- Supreme Court of the United States

Decided February 25, 2015
- Full case name: Baker Botts L.L.P. v. ASARCO LLC
- Citations: 576 U.S. 121 (more)

Holding
- Section 330(a)(1) of the Bankruptcy Code does not permit bankruptcy courts to award attorney's fees for work performed while defending fee applications.

Court membership
- Chief Justice John Roberts Associate Justices Antonin Scalia · Anthony Kennedy Clarence Thomas · Ruth Bader Ginsburg Stephen Breyer · Samuel Alito Sonia Sotomayor · Elena Kagan

Case opinions
- Majority: Thomas, joined by Roberts, Scalia, Kennedy, Alito
- Concurrence: Sotomayor (in part)
- Dissent: Breyer, joined by Ginsberg, Kagan

Laws applied
- 11 U.S.C. §330(a)(1)

= Baker Botts L.L.P. v.

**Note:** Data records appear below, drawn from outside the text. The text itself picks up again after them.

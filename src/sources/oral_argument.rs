use std::sync::LazyLock;

use chrono::{DateTime, NaiveDate, Utc};
use regex::Regex;
use reqwest::blocking::Client;
use scraper::{Html, Selector};
use url::Url;

use crate::domain::{Ambiguity, Candidate};
use crate::errors::{FeederError, FeederResult};
use crate::sources::traits::CandidateSource;

/// Federal Circuit docket numbers, e.g. `2024-1002`
static DOCKET_REGEX: LazyLock<Regex> =
    LazyLock::new(|| Regex::new(r"\b(\d{4}-\d{3,5})\b").unwrap());

/// Argument dates embedded in recording filenames, `MM-DD-YYYY`
static DATE_REGEX: LazyLock<Regex> =
    LazyLock::new(|| Regex::new(r"(\d{2})-(\d{2})-(\d{4})").unwrap());

/// Scrapes the court's "listen to oral arguments" page for `.mp3` links
pub struct OralArgumentIndex {
    client: Client,
    index_url: Url,
    strict: bool,
}

impl OralArgumentIndex {
    pub fn new(client: Client, index_url: &str, strict: bool) -> FeederResult<Self> {
        let index_url =
            Url::parse(index_url).map_err(|e| FeederError::InvalidUrl(e.to_string()))?;

        Ok(Self {
            client,
            index_url,
            strict,
        })
    }

    fn fetch_html(&self) -> FeederResult<String> {
        let response = self
            .client
            .get(self.index_url.clone())
            .send()?
            .error_for_status()?;

        Ok(response.text()?)
    }

    /// Extract candidates from the index page. `now` stands in for links
    /// whose filename carries no date.
    pub fn parse_index(html: &str, base_url: &Url, now: DateTime<Utc>) -> Vec<Candidate> {
        let document = Html::parse_document(html);
        let link_selector = Selector::parse("a[href]").unwrap();

        let mut candidates = Vec::new();

        for link in document.select(&link_selector) {
            let Some(href) = link.value().attr("href") else {
                continue;
            };
            let href = href.trim();
            if !href.to_lowercase().ends_with(".mp3") {
                continue;
            }

            let resource_url = match base_url.join(href) {
                Ok(url) => url,
                Err(e) => {
                    tracing::warn!(href, error = %e, "skipping audio link with invalid URL");
                    continue;
                }
            };

            let text = link.text().collect::<Vec<_>>().join(" ");
            let text = text.split_whitespace().collect::<Vec<_>>().join(" ");
            let filename = href.rsplit('/').next().unwrap_or(href);

            candidates.push(Self::candidate_from_link(
                filename,
                &text,
                resource_url.to_string(),
                now,
            ));
        }

        candidates
    }

    fn candidate_from_link(
        filename: &str,
        text: &str,
        resource_url: String,
        now: DateTime<Utc>,
    ) -> Candidate {
        let haystack = format!("{} {}", filename, text);
        let docket = DOCKET_REGEX
            .captures(&haystack)
            .map(|caps| caps[1].to_string());
        let date = parse_filename_date(filename);

        let identifier = docket.clone().unwrap_or_else(|| filename.to_string());
        let title = if text.is_empty() { identifier.clone() } else { text.to_string() };

        let mut candidate = Candidate::new(
            identifier,
            title,
            date.unwrap_or(now),
            resource_url,
        );

        if docket.is_none() {
            tracing::warn!(
                filename,
                "no docket number in audio link, using the filename as identifier"
            );
            candidate = candidate.with_ambiguity(Ambiguity::Identifier);
        }
        if date.is_none() {
            tracing::warn!(
                filename,
                "no argument date in audio filename, using the current time"
            );
            candidate = candidate.with_ambiguity(Ambiguity::Date);
        }

        candidate
    }
}

impl CandidateSource for OralArgumentIndex {
    fn name(&self) -> &str {
        self.index_url.as_str()
    }

    fn list_candidates(&self) -> FeederResult<Vec<Candidate>> {
        let html = self.fetch_html()?;
        let candidates = Self::parse_index(&html, &self.index_url, Utc::now());

        if !self.strict {
            return Ok(candidates);
        }

        Ok(drop_unidentified(candidates))
    }
}

/// Strict extraction: keep only candidates whose docket number was found
pub fn drop_unidentified(candidates: Vec<Candidate>) -> Vec<Candidate> {
    candidates
        .into_iter()
        .filter(|c| {
            let keep = !c.is_ambiguous(Ambiguity::Identifier);
            if !keep {
                tracing::warn!(
                    identifier = %c.identifier,
                    "strict extraction: skipping link without a docket number"
                );
            }
            keep
        })
        .collect()
}

fn parse_filename_date(filename: &str) -> Option<DateTime<Utc>> {
    let caps = DATE_REGEX.captures(filename)?;
    let month: u32 = caps[1].parse().ok()?;
    let day: u32 = caps[2].parse().ok()?;
    let year: i32 = caps[3].parse().ok()?;

    let date = NaiveDate::from_ymd_opt(year, month, day)?;
    Some(date.and_hms_opt(0, 0, 0)?.and_utc())
}
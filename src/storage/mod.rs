pub mod atomic;
pub mod feed_document;
pub mod traits;
pub mod xml_feed_store;

pub use feed_document::FeedDocument;
pub use traits::FeedStore;
pub use xml_feed_store::XmlFeedStore;
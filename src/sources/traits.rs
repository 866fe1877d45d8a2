use crate::domain::Candidate;
use crate::errors::FeederResult;

#[cfg_attr(test, mockall::automock)]
pub trait CandidateSource: Send + Sync {
    /// Short label used in progress output
    fn name(&self) -> &str;

    /// Every audio item currently listed by the source, in page order
    fn list_candidates(&self) -> FeederResult<Vec<Candidate>>;
}
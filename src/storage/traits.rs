use std::collections::HashSet;

use crate::domain::{Candidate, EntrySummary, LocalAsset};
use crate::errors::FeederResult;

#[cfg_attr(test, mockall::automock)]
pub trait FeedStore {
    /// GUIDs of every item already in the feed
    fn existing_identifiers(&self) -> FeederResult<HashSet<String>>;

    /// Every item in document order
    fn entries(&self) -> FeederResult<Vec<EntrySummary>>;

    /// Append one item as a single atomic rewrite of the document.
    /// Returns false when the guid was already present and nothing was written.
    fn append_entry(&self, candidate: &Candidate, asset: &LocalAsset) -> FeederResult<bool>;

    /// Append many items in one read-modify-write cycle, returning the
    /// guids actually written
    fn append_entries(&self, items: &[(Candidate, LocalAsset)]) -> FeederResult<Vec<String>>;
}
pub mod cli;
pub mod config;
pub mod domain;
pub mod errors;
pub mod http_client;
pub mod services;
pub mod sources;
pub mod storage;
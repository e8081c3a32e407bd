//! Bearer-token authorization against a remote identity provider.
//!
//! An [`Authority`] is the single entry point protected operations call
//! before running their own logic. It pulls the bearer token out of the
//! request's `Authorization` header, verifies the token's signature against
//! the provider's published JSON Web Key Set (JWKS), validates the
//! time-based and issuer/audience claims, and confirms the caller holds a
//! required permission. The only trusted output is a [`VerifiedClaims`]
//! value; every failure surfaces as a classified [`AuthError`] with a stable
//! status code.
//!
//! The provider's signing keys are cached per process and replaced
//! wholesale on refresh, so concurrent authorizations never observe a
//! partially updated key set. An unknown key id triggers exactly one forced
//! refresh to tolerate provider-side key rotation.
//!
//! # Example
//!
//! ```no_run
//! use std::time::Duration;
//! use tokengate::Authority;
//!
//! # async fn run() -> Result<(), Box<dyn std::error::Error>> {
//! let authority = Authority::builder()
//!     .provider_domain("tenant.example.auth0.com")
//!     .audience("https://api.example.com")
//!     .refresh_ttl(Duration::from_secs(600))
//!     .build()?;
//!
//! # let headers = http::HeaderMap::new();
//! let claims = authority.authorize(&headers, "get:items").await?;
//! println!("authorized subject {}", claims.sub);
//! # Ok(())
//! # }
//! ```

#![warn(
    missing_docs,
    unused_import_braces,
    unused_imports,
    unused_qualifications
)]
#![deny(
    missing_debug_implementations,
    trivial_casts,
    trivial_numeric_casts,
    unsafe_code,
    unused_must_use
)]

mod authority;
pub mod claims;
pub mod directory;
pub mod error;
pub mod jwks;
pub mod permission;
pub mod token;
pub mod verify;

pub use authority::{Authority, AuthorityBuilder, BuildError};
pub use claims::{Audiences, VerifiedClaims};
pub use directory::KeyDirectory;
pub use error::AuthError;
pub use jwks::{Jwk, Jwks};
pub use permission::PermissionSet;
pub use verify::{AudiencePolicy, TokenVerifier};
//! Bearer-token extraction from request headers

use http::header::AUTHORIZATION;
use http::HeaderMap;
use thiserror::Error;

/// The literal bearer token lifted out of an `Authorization` header
///
/// Nothing about the token has been verified; it is an opaque string until
/// [`TokenVerifier::verify`](crate::verify::TokenVerifier::verify) accepts
/// it. Raw tokens are transient and never persisted.
#[derive(Clone, Copy, Debug, PartialEq, Eq)]
pub struct RawToken<'a>(&'a str);

impl<'a> RawToken<'a> {
    /// The token exactly as presented by the client
    #[must_use]
    pub fn as_str(&self) -> &'a str {
        self.0
    }
}

/// Failure to lift a bearer token out of the request headers
///
/// Each shape defect is distinguishable so the gate can report precise
/// causes. Everything except [`MissingHeader`](Self::MissingHeader)
/// classifies as a malformed header at the gate boundary.
#[derive(Clone, Copy, Debug, PartialEq, Eq, Error)]
pub enum ExtractError {
    /// No `Authorization` header was presented
    #[error("no authorization header present")]
    MissingHeader,
    /// More than one `Authorization` header was presented
    #[error("multiple authorization headers present")]
    MultipleHeaders,
    /// The header value is not valid UTF-8
    #[error("authorization header is not valid UTF-8")]
    InvalidEncoding,
    /// The scheme is not the literal `Bearer`
    #[error("authorization scheme is not 'Bearer'")]
    UnsupportedScheme,
    /// The scheme is present but no token follows it
    #[error("authorization header carries no token")]
    MissingToken,
    /// Content follows the token segment
    #[error("authorization header has content after the token")]
    TrailingContent,
}

/// Pulls the bearer token out of the request headers
///
/// Requires exactly one `Authorization` header of the form
/// `Bearer <token>`: a case-sensitive scheme literal followed by a single
/// non-empty token segment.
pub fn extract(headers: &HeaderMap) -> Result<RawToken<'_>, ExtractError> {
    let mut values = headers.get_all(AUTHORIZATION).iter();
    let value = values.next().ok_or(ExtractError::MissingHeader)?;
    if values.next().is_some() {
        return Err(ExtractError::MultipleHeaders);
    }

    let value = value.to_str().map_err(|_| ExtractError::InvalidEncoding)?;

    let mut segments = value.split_whitespace();
    match segments.next() {
        Some("Bearer") => {}
        _ => return Err(ExtractError::UnsupportedScheme),
    }

    let token = segments.next().ok_or(ExtractError::MissingToken)?;
    if segments.next().is_some() {
        return Err(ExtractError::TrailingContent);
    }

    Ok(RawToken(token))
}

#[cfg(test)]
mod tests {
    use http::HeaderValue;

    use super::*;

    fn headers_with(value: &str) -> HeaderMap {
        let mut headers = HeaderMap::new();
        headers.insert(AUTHORIZATION, value.parse().unwrap());
        headers
    }

    #[test]
    fn extracts_bearer_token() {
        let headers = headers_with("Bearer abc.def.ghi");
        let token = extract(&headers).unwrap();
        assert_eq!(token.as_str(), "abc.def.ghi");
    }

    #[test]
    fn missing_header_is_distinct() {
        let headers = HeaderMap::new();
        assert_eq!(extract(&headers), Err(ExtractError::MissingHeader));
    }

    #[test]
    fn rejects_multiple_headers() {
        let mut headers = headers_with("Bearer abc");
        headers.append(AUTHORIZATION, "Bearer def".parse().unwrap());
        assert_eq!(extract(&headers), Err(ExtractError::MultipleHeaders));
    }

    #[test]
    fn rejects_basic_scheme() {
        assert_eq!(
            extract(&headers_with("Basic dXNlcjpwYXNz")),
            Err(ExtractError::UnsupportedScheme)
        );
    }

    #[test]
    fn scheme_match_is_case_sensitive() {
        assert_eq!(
            extract(&headers_with("bearer abc.def.ghi")),
            Err(ExtractError::UnsupportedScheme)
        );
    }

    #[test]
    fn rejects_missing_token_segment() {
        assert_eq!(extract(&headers_with("Bearer")), Err(ExtractError::MissingToken));
    }

    #[test]
    fn rejects_trailing_content() {
        assert_eq!(
            extract(&headers_with("Bearer abc def")),
            Err(ExtractError::TrailingContent)
        );
    }

    #[test]
    fn rejects_non_utf8_values() {
        let mut headers = HeaderMap::new();
        headers.insert(AUTHORIZATION, HeaderValue::from_bytes(b"Bearer \xff").unwrap());
        assert_eq!(extract(&headers), Err(ExtractError::InvalidEncoding));
    }
}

ASARCO LLC =

Baker Botts L.L.P. v. ASARCO LLC, 576 U.S. 121 (2015), was a United States Supreme Court case in which the Court held that Section 330(a)(1) of the Bankruptcy Code does not permit bankruptcy courts to award attorney's fees for work performed while defending fee applications.